- Exercise prompt
Restate each entry word for word. Keep every detail intact.
Information shown Start Marker
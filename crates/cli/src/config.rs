//! Configuration management for the CLI

use anyhow::{Context, Result};
use serde::{Deserialize, Serialize};
use std::path::{Path, PathBuf};

use crate::output::OutputFormat;

pub const DEFAULT_API_URL: &str = "http://localhost:8080";

/// CLI configuration
#[derive(Debug, Clone, Serialize, Deserialize, Default, PartialEq)]
pub struct Config {
    /// API endpoint URL
    pub api_url: Option<String>,
    /// Default output format
    pub default_format: Option<OutputFormat>,
    /// Default page size for history listings
    pub page_size: Option<usize>,
}

impl Config {
    /// Load configuration from the default file
    pub fn load() -> Result<Self> {
        Self::load_from(&Self::config_path()?)
    }

    /// Load configuration from `path`; a missing file yields defaults
    pub fn load_from(path: &Path) -> Result<Self> {
        if !path.exists() {
            return Ok(Self::default());
        }

        let content = std::fs::read_to_string(path).context("Failed to read config file")?;

        serde_json::from_str(&content).context("Failed to parse config file")
    }

    /// Save configuration to the default file
    pub fn save(&self) -> Result<PathBuf> {
        let path = Self::config_path()?;
        self.save_to(&path)?;
        Ok(path)
    }

    pub fn save_to(&self, path: &Path) -> Result<()> {
        if let Some(parent) = path.parent() {
            std::fs::create_dir_all(parent).context("Failed to create config directory")?;
        }

        let content = serde_json::to_string_pretty(self).context("Failed to serialize config")?;
        std::fs::write(path, content).context("Failed to write config file")?;

        Ok(())
    }

    /// Flag or env value first, then the config file, then the default
    pub fn resolve_api_url(&self, flag: Option<String>) -> String {
        flag.or_else(|| self.api_url.clone())
            .unwrap_or_else(|| DEFAULT_API_URL.to_string())
    }

    pub fn resolve_format(&self, flag: Option<OutputFormat>) -> OutputFormat {
        flag.or(self.default_format).unwrap_or_default()
    }

    /// Get the configuration file path
    fn config_path() -> Result<PathBuf> {
        let home = dirs_next::home_dir().context("Could not determine home directory")?;
        Ok(home
            .join(".config")
            .join("realty-insights")
            .join("config.json"))
    }
}

#[cfg(test)]
mod tests {
    use super::*;
    use tempfile::TempDir;

    #[test]
    fn test_missing_file_yields_defaults() {
        let dir = TempDir::new().unwrap();
        let config = Config::load_from(&dir.path().join("config.json")).unwrap();
        assert_eq!(config, Config::default());
    }

    #[test]
    fn test_save_then_load() {
        let dir = TempDir::new().unwrap();
        let path = dir.path().join("nested").join("config.json");
        let config = Config {
            api_url: Some("http://insights.internal:8080".to_string()),
            default_format: Some(OutputFormat::Json),
            page_size: Some(50),
        };

        config.save_to(&path).unwrap();
        assert_eq!(Config::load_from(&path).unwrap(), config);
    }

    #[test]
    fn test_malformed_file_is_error() {
        let dir = TempDir::new().unwrap();
        let path = dir.path().join("config.json");
        std::fs::write(&path, "{ not json").unwrap();
        assert!(Config::load_from(&path).is_err());
    }

    #[test]
    fn test_flag_overrides_file() {
        let config = Config {
            api_url: Some("http://from-file:8080".to_string()),
            ..Default::default()
        };

        assert_eq!(
            config.resolve_api_url(Some("http://from-flag:9090".to_string())),
            "http://from-flag:9090"
        );
        assert_eq!(config.resolve_api_url(None), "http://from-file:8080");
        assert_eq!(Config::default().resolve_api_url(None), DEFAULT_API_URL);
    }
}
//! Typed results of the prediction facade
//!
//! Every operation answers with a [`PredictionOutcome`]: a populated
//! payload on success or a message on failure, never both.

use crate::models::{Anomaly, PredictionPoint, RecommendationItem};
use chrono::NaiveDateTime;
use serde::{Deserialize, Serialize};

/// Success-or-error union returned by every prediction operation
#[derive(Debug, Clone, PartialEq, Serialize, Deserialize)]
#[serde(tag = "status", rename_all = "lowercase")]
pub enum PredictionOutcome<T> {
    Success(T),
    Error { message: String },
}

impl<T> PredictionOutcome<T> {
    pub fn error(message: impl Into<String>) -> Self {
        PredictionOutcome::Error {
            message: message.into(),
        }
    }

    pub fn is_success(&self) -> bool {
        matches!(self, PredictionOutcome::Success(_))
    }

    pub fn data(&self) -> Option<&T> {
        match self {
            PredictionOutcome::Success(data) => Some(data),
            PredictionOutcome::Error { .. } => None,
        }
    }

    pub fn into_data(self) -> Option<T> {
        match self {
            PredictionOutcome::Success(data) => Some(data),
            PredictionOutcome::Error { .. } => None,
        }
    }

    pub fn error_message(&self) -> Option<&str> {
        match self {
            PredictionOutcome::Success(_) => None,
            PredictionOutcome::Error { message } => Some(message),
        }
    }
}

impl<T> From<anyhow::Result<T>> for PredictionOutcome<T> {
    fn from(result: anyhow::Result<T>) -> Self {
        match result {
            Ok(data) => PredictionOutcome::Success(data),
            Err(e) => PredictionOutcome::error(format!("{:#}", e)),
        }
    }
}

/// Resource usage forecast with series statistics
#[derive(Debug, Clone, PartialEq, Serialize, Deserialize)]
pub struct ResourcePrediction {
    pub resource_type: String,
    pub period: String,
    pub predictions: Vec<PredictionPoint>,
    pub average_usage: f64,
    pub peak_usage: f64,
    pub min_usage: f64,
    pub confidence: f64,
    #[serde(skip_serializing_if = "Option::is_none")]
    pub model_version: Option<String>,
}

/// Traffic volume at one point in time
#[derive(Debug, Clone, PartialEq, Serialize, Deserialize)]
pub struct TrafficPoint {
    pub timestamp: NaiveDateTime,
    pub expected_requests: f64,
    pub confidence: f64,
}

#[derive(Debug, Clone, PartialEq, Serialize, Deserialize)]
pub struct TrafficPrediction {
    pub service: String,
    pub target_date: String,
    pub points: Vec<TrafficPoint>,
    pub peak_requests: f64,
    #[serde(skip_serializing_if = "Option::is_none")]
    pub peak_time: Option<NaiveDateTime>,
    pub total_requests: f64,
    pub confidence: f64,
}

#[derive(Debug, Clone, PartialEq, Serialize, Deserialize)]
pub struct AnomalyDetectionResult {
    pub metric: String,
    pub has_anomalies: bool,
    pub anomalies: Vec<Anomaly>,
    /// Highest severity among the anomalies, 0 when there are none
    pub severity: f64,
    pub confidence: f64,
}

#[derive(Debug, Clone, PartialEq, Serialize, Deserialize)]
pub struct Recommendations {
    pub category: String,
    pub items: Vec<RecommendationItem>,
    pub high_priority_count: usize,
    pub confidence: f64,
}

#[derive(Debug, Clone, PartialEq, Serialize, Deserialize)]
pub struct SlaPrediction {
    pub service: String,
    pub period: String,
    #[serde(skip_serializing_if = "Option::is_none")]
    pub compliance_probability: Option<f64>,
    pub risk_factors: Vec<String>,
    pub recommendations: Vec<String>,
    pub confidence: f64,
}

#[derive(Debug, Clone, PartialEq, Serialize, Deserialize)]
pub struct CapacityPrediction {
    pub resource_type: String,
    pub target_date: String,
    pub predictions: Vec<PredictionPoint>,
    pub peak_demand: f64,
    pub recommended_capacity: f64,
    #[serde(skip_serializing_if = "Option::is_none")]
    pub current_capacity: Option<f64>,
    pub scale_up_required: bool,
    /// Timestamp of the first point reaching the current capacity
    #[serde(skip_serializing_if = "Option::is_none")]
    pub exhaustion_time: Option<String>,
    pub confidence: f64,
}

#[derive(Debug, Clone, PartialEq, Serialize, Deserialize)]
pub struct CostOptimizationPrediction {
    pub service: String,
    pub period: String,
    pub projected_cost: f64,
    #[serde(skip_serializing_if = "Option::is_none")]
    pub current_cost: Option<f64>,
    pub potential_savings: f64,
    pub opportunities: Vec<String>,
    pub confidence: f64,
}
Information shown End Marker
- Response
filename crates/cli/src/config.rs
//! Configuration management for the CLI

use anyhow::{Context, Result};
use serde::{Deserialize, Serialize};
use std::path::{Path, PathBuf};

use crate::output::OutputFormat;

pub const DEFAULT_API_URL: &str = "http://localhost:8080";

/// CLI configuration
#[derive(Debug, Clone, Serialize, Deserialize, Default, PartialEq)]
pub struct Config {
    /// API endpoint URL
    pub api_url: Option<String>,
    /// Default output format
    pub default_format: Option<OutputFormat>,
    /// Default page size for history listings
    pub page_size: Option<usize>,
}

impl Config {
    /// Load configuration from the default file
    pub fn load() -> Result<Self> {
        Self::load_from(&Self::config_path()?)
    }

    /// Load configuration from `path`; a missing file yields defaults
    pub fn load_from(path: &Path) -> Result<Self> {
        if !path.exists() {
            return Ok(Self::default());
        }

        let content = std::fs::read_to_string(path).context("Failed to read config file")?;

        serde_json::from_str(&content).context("Failed to parse config file")
    }

    /// Save configuration to the default file
    pub fn save(&self) -> Result<PathBuf> {
        let path = Self::config_path()?;
        self.save_to(&path)?;
        Ok(path)
    }

    pub fn save_to(&self, path: &Path) -> Result<()> {
        if let Some(parent) = path.parent() {
            std::fs::create_dir_all(parent).context("Failed to create config directory")?;
        }

        let content = serde_json::to_string_pretty(self).context("Failed to serialize config")?;
        std::fs::write(path, content).context("Failed to write config file")?;

        Ok(())
    }

    /// Flag or env value first, then the config file, then the default
    pub fn resolve_api_url(&self, flag: Option<String>) -> String {
        flag.or_else(|| self.api_url.clone())
            .unwrap_or_else(|| DEFAULT_API_URL.to_string())
    }

    pub fn resolve_format(&self, flag: Option<OutputFormat>) -> OutputFormat {
        flag.or(self.default_format).unwrap_or_default()
    }

    /// Get the configuration file path
    fn config_path() -> Result<PathBuf> {
        let home = dirs_next::home_dir().context("Could not determine home directory")?;
        Ok(home
            .join(".config")
            .join("realty-insights")
            .join("config.json"))
    }
}

#[cfg(test)]
mod tests {
    use super::*;
    use tempfile::TempDir;

    #[test]
    fn test_missing_file_yields_defaults() {
        let dir = TempDir::new().unwrap();
        let config = Config::load_from(&dir.path().join("config.json")).unwrap();
        assert_eq!(config, Config::default());
    }

    #[test]
    fn test_save_then_load() {
        let dir = TempDir::new().unwrap();
        let path = dir.path().join("nested").join("config.json");
        let config = Config {
            api_url: Some("http://insights.internal:8080".to_string()),
            default_format: Some(OutputFormat::Json),
            page_size: Some(50),
        };

        config.save_to(&path).unwrap();
        assert_eq!(Config::load_from(&path).unwrap(), config);
    }

    #[test]
    fn test_malformed_file_is_error() {
        let dir = TempDir::new().unwrap();
        let path = dir.path().join("config.json");
        std::fs::write(&path, "{ not json").unwrap();
        assert!(Config::load_from(&path).is_err());
    }

    #[test]
    fn test_flag_overrides_file() {
        let config = Config {
            api_url: Some("http://from-file:8080".to_string()),
            ..Default::default()
        };

        assert_eq!(
            config.resolve_api_url(Some("http://from-flag:9090".to_string())),
            "http://from-flag:9090"
        );
        assert_eq!(config.resolve_api_url(None), "http://from-file:8080");
        assert_eq!(Config::default().resolve_api_url(None), DEFAULT_API_URL);
    }
}
//! Typed results of the prediction facade
//!
//! Every operation answers with a [`PredictionOutcome`]: a populated
//! payload on success or a message on failure, never both.

use crate::models::{Anomaly, PredictionPoint, RecommendationItem};
use chrono::NaiveDateTime;
use serde::{Deserialize, Serialize};

/// Success-or-error union returned by every prediction operation
#[derive(Debug, Clone, PartialEq, Serialize, Deserialize)]
#[serde(tag = "status", rename_all = "lowercase")]
pub enum PredictionOutcome<T> {
    Success(T),
    Error { message: String },
}

impl<T> PredictionOutcome<T> {
    pub fn error(message: impl Into<String>) -> Self {
        PredictionOutcome::Error {
            message: message.into(),
        }
    }

    pub fn is_success(&self) -> bool {
        matches!(self, PredictionOutcome::Success(_))
    }

    pub fn data(&self) -> Option<&T> {
        match self {
            PredictionOutcome::Success(data) => Some(data),
            PredictionOutcome::Error { .. } => None,
        }
    }

    pub fn into_data(self) -> Option<T> {
        match self {
            PredictionOutcome::Success(data) => Some(data),
            PredictionOutcome::Error { .. } => None,
        }
    }

    pub fn error_message(&self) -> Option<&str> {
        match self {
            PredictionOutcome::Success(_) => None,
            PredictionOutcome::Error { message } => Some(message),
        }
    }
}

impl<T> From<anyhow::Result<T>> for PredictionOutcome<T> {
    fn from(result: anyhow::Result<T>) -> Self {
        match result {
            Ok(data) => PredictionOutcome::Success(data),
            Err(e) => PredictionOutcome::error(format!("{:#}", e)),
        }
    }
}

/// Resource usage forecast with series statistics
#[derive(Debug, Clone, PartialEq, Serialize, Deserialize)]
pub struct ResourcePrediction {
    pub resource_type: String,
    pub period: String,
    pub predictions: Vec<PredictionPoint>,
    pub average_usage: f64,
    pub peak_usage: f64,
    pub min_usage: f64,
    pub confidence: f64,
    #[serde(skip_serializing_if = "Option::is_none")]
    pub model_version: Option<String>,
}

/// Traffic volume at one point in time
#[derive(Debug, Clone, PartialEq, Serialize, Deserialize)]
pub struct TrafficPoint {
    pub timestamp: NaiveDateTime,
    pub expected_requests: f64,
    pub confidence: f64,
}

#[derive(Debug, Clone, PartialEq, Serialize, Deserialize)]
pub struct TrafficPrediction {
    pub service: String,
    pub target_date: String,
    pub points: Vec<TrafficPoint>,
    pub peak_requests: f64,
    #[serde(skip_serializing_if = "Option::is_none")]
    pub peak_time: Option<NaiveDateTime>,
    pub total_requests: f64,
    pub confidence: f64,
}

#[derive(Debug, Clone, PartialEq, Serialize, Deserialize)]
pub struct AnomalyDetectionResult {
    pub metric: String,
    pub has_anomalies: bool,
    pub anomalies: Vec<Anomaly>,
    /// Highest severity among the anomalies, 0 when there are none
    pub severity: f64,
    pub confidence: f64,
}

#[derive(Debug, Clone, PartialEq, Serialize, Deserialize)]
pub struct Recommendations {
    pub category: String,
    pub items: Vec<RecommendationItem>,
    pub high_priority_count: usize,
    pub confidence: f64,
}

#[derive(Debug, Clone, PartialEq, Serialize, Deserialize)]
pub struct SlaPrediction {
    pub service: String,
    pub period: String,
    #[serde(skip_serializing_if = "Option::is_none")]
    pub compliance_probability: Option<f64>,
    pub risk_factors: Vec<String>,
    pub recommendations: Vec<String>,
    pub confidence: f64,
}

#[derive(Debug, Clone, PartialEq, Serialize, Deserialize)]
pub struct CapacityPrediction {
    pub resource_type: String,
    pub target_date: String,
    pub predictions: Vec<PredictionPoint>,
    pub peak_demand: f64,
    pub recommended_capacity: f64,
    #[serde(skip_serializing_if = "Option::is_none")]
    pub current_capacity: Option<f64>,
    pub scale_up_required: bool,
    /// Timestamp of the first point reaching the current capacity
    #[serde(skip_serializing_if = "Option::is_none")]
    pub exhaustion_time: Option<String>,
    pub confidence: f64,
}

#[derive(Debug, Clone, PartialEq, Serialize, Deserialize)]
pub struct CostOptimizationPrediction {
    pub service: String,
    pub period: String,
    pub projected_cost: f64,
    #[serde(skip_serializing_if = "Option::is_none")]
    pub current_cost: Option<f64>,
    pub potential_savings: f64,
    pub opportunities: Vec<String>,
    pub confidence: f64,
}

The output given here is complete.